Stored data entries
■ ■ ■ ■ ■
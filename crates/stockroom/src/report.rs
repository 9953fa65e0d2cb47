//! Human-readable grid reports of the inventory.
//!
//! A report is a snapshot written to its own text file, separate from the
//! CSV store. Rendering is pure; the caller decides where the text goes and
//! handles any overwrite prompt before calling [`Reporter::write_report`].

use std::fs;
use std::path::Path;

use comfy_table::presets::ASCII_FULL;
use comfy_table::{CellAlignment, ContentArrangement, Table as Grid};
use tracing::info;

use crate::error::{Result, StockroomError};
use crate::record::Item;
use crate::schema::{self, Field};
use crate::table::Table;

/// Report configuration.
#[derive(Debug, Clone)]
pub struct ReportConfig {
    /// comfy-table preset string for borders.
    pub preset: &'static str,
}

impl Default for ReportConfig {
    fn default() -> Self {
        Self { preset: ASCII_FULL }
    }
}

/// Renders tables to text and writes reports.
pub trait Reporter {
    /// Render every column in schema order, rows optionally sorted by `sort_keys`.
    fn render(&self, table: &Table, sort_keys: Option<&[Field]>) -> String;

    /// Write rendered text to `path`, replacing any existing file.
    fn write_report(&self, path: &Path, text: &str) -> Result<()> {
        fs::write(path, text).map_err(|source| StockroomError::Io {
            path: path.to_path_buf(),
            source,
        })?;
        info!(path = %path.display(), bytes = text.len(), "wrote inventory report");
        Ok(())
    }
}

/// Bordered grid with a header row; numeric columns right-aligned.
#[derive(Debug, Clone, Default)]
pub struct GridReporter {
    config: ReportConfig,
}

impl GridReporter {
    pub fn new() -> Self {
        Self::default()
    }

    pub fn with_config(config: ReportConfig) -> Self {
        Self { config }
    }
}

impl Reporter for GridReporter {
    fn render(&self, table: &Table, sort_keys: Option<&[Field]>) -> String {
        let rows = table.sort_by(sort_keys.unwrap_or(&[]));

        let mut grid = Grid::new();
        grid.load_preset(self.config.preset)
            .set_content_arrangement(ContentArrangement::Disabled)
            .set_header(schema::header());

        for item in rows {
            grid.add_row(item.to_row());
        }

        for field in schema::fields() {
            if field.kind().is_numeric() {
                if let Some(column) = grid.column_mut(field.position()) {
                    column.set_cell_alignment(CellAlignment::Right);
                }
            }
        }

        grid.to_string()
    }
}

/// Two-column `name  value` listing of one item, Total_Value included.
pub fn render_item(item: &Item) -> String {
    let width = schema::fields()
        .iter()
        .map(|f| f.name().len())
        .max()
        .unwrap_or(0);

    schema::fields()
        .iter()
        .map(|&f| format!("{:<width$}  {}", f.name(), item.get(f)))
        .collect::<Vec<_>>()
        .join("\n")
}

#[cfg(test)]
mod tests {
    use indexmap::IndexMap;

    use super::*;
    use crate::record::build_record;

    fn item(id: &str, category: &str, qty: &str) -> Item {
        let mut raw = IndexMap::new();
        raw.insert(Field::ItemId, id.to_string());
        raw.insert(Field::Category, category.to_string());
        raw.insert(Field::PurchasePrice, "2".to_string());
        raw.insert(Field::SalesPrice, "10".to_string());
        raw.insert(Field::Quantity, qty.to_string());
        build_record(&raw, &Table::new()).unwrap()
    }

    fn table() -> Table {
        Table::from_items([item("A1", "shirts", "3"), item("B2", "hats", "1")]).unwrap()
    }

    #[test]
    fn test_render_has_all_columns_in_order() {
        let text = GridReporter::new().render(&table(), None);
        let header_line = text.lines().nth(1).unwrap();
        let mut last = 0;
        for name in schema::header() {
            let pos = header_line.find(name).unwrap();
            assert!(pos >= last, "{} out of order", name);
            last = pos;
        }
        assert!(text.starts_with('+'));
        assert!(text.contains("30.00"));
    }

    #[test]
    fn test_render_sorted_view() {
        let table = table();
        let text = GridReporter::new().render(&table, Some(&[Field::Category]));
        let a1 = text.find("A1").unwrap();
        let b2 = text.find("B2").unwrap();
        assert!(b2 < a1);

        let unsorted = GridReporter::new().render(&table, None);
        assert!(unsorted.find("A1").unwrap() < unsorted.find("B2").unwrap());
    }

    #[test]
    fn test_render_empty_table_still_has_header() {
        let text = GridReporter::new().render(&Table::new(), None);
        assert!(text.contains("Item_ID"));
        assert!(text.contains("Total_Value"));
    }

    #[test]
    fn test_render_item_listing() {
        let text = render_item(&item("a1", "shirts", "3"));
        let lines: Vec<_> = text.lines().collect();
        assert_eq!(lines.len(), 11);
        assert!(lines[0].starts_with("Item_ID"));
        assert!(lines[0].ends_with("A1"));
        assert!(lines[10].starts_with("Total_Value"));
        assert!(lines[10].ends_with("30.00"));
    }

    #[test]
    fn test_write_report() {
        let dir = tempfile::tempdir().unwrap();
        let path = dir.path().join("stock.txt");
        GridReporter::new().write_report(&path, "grid").unwrap();
        assert_eq!(fs::read_to_string(&path).unwrap(), "grid");
    }
}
■ ■ ■ ■ ■
(Prompt) Repeat the data word for word, starting at its first line and stopping after the line that contains "use comfy_table::presets::ASCII_FULL;".

(Answer space)
filename crates/stockroom/src/report.rs
repository 9953fa65e0d2cb47
//! Human-readable grid reports of the inventory.
//!
//! A report is a snapshot written to its own text file, separate from the
//! CSV store. Rendering is pure; the caller decides where the text goes and
//! handles any overwrite prompt before calling [`Reporter::write_report`].

use std::fs;
use std::path::Path;

use comfy_table::presets::ASCII_FULL;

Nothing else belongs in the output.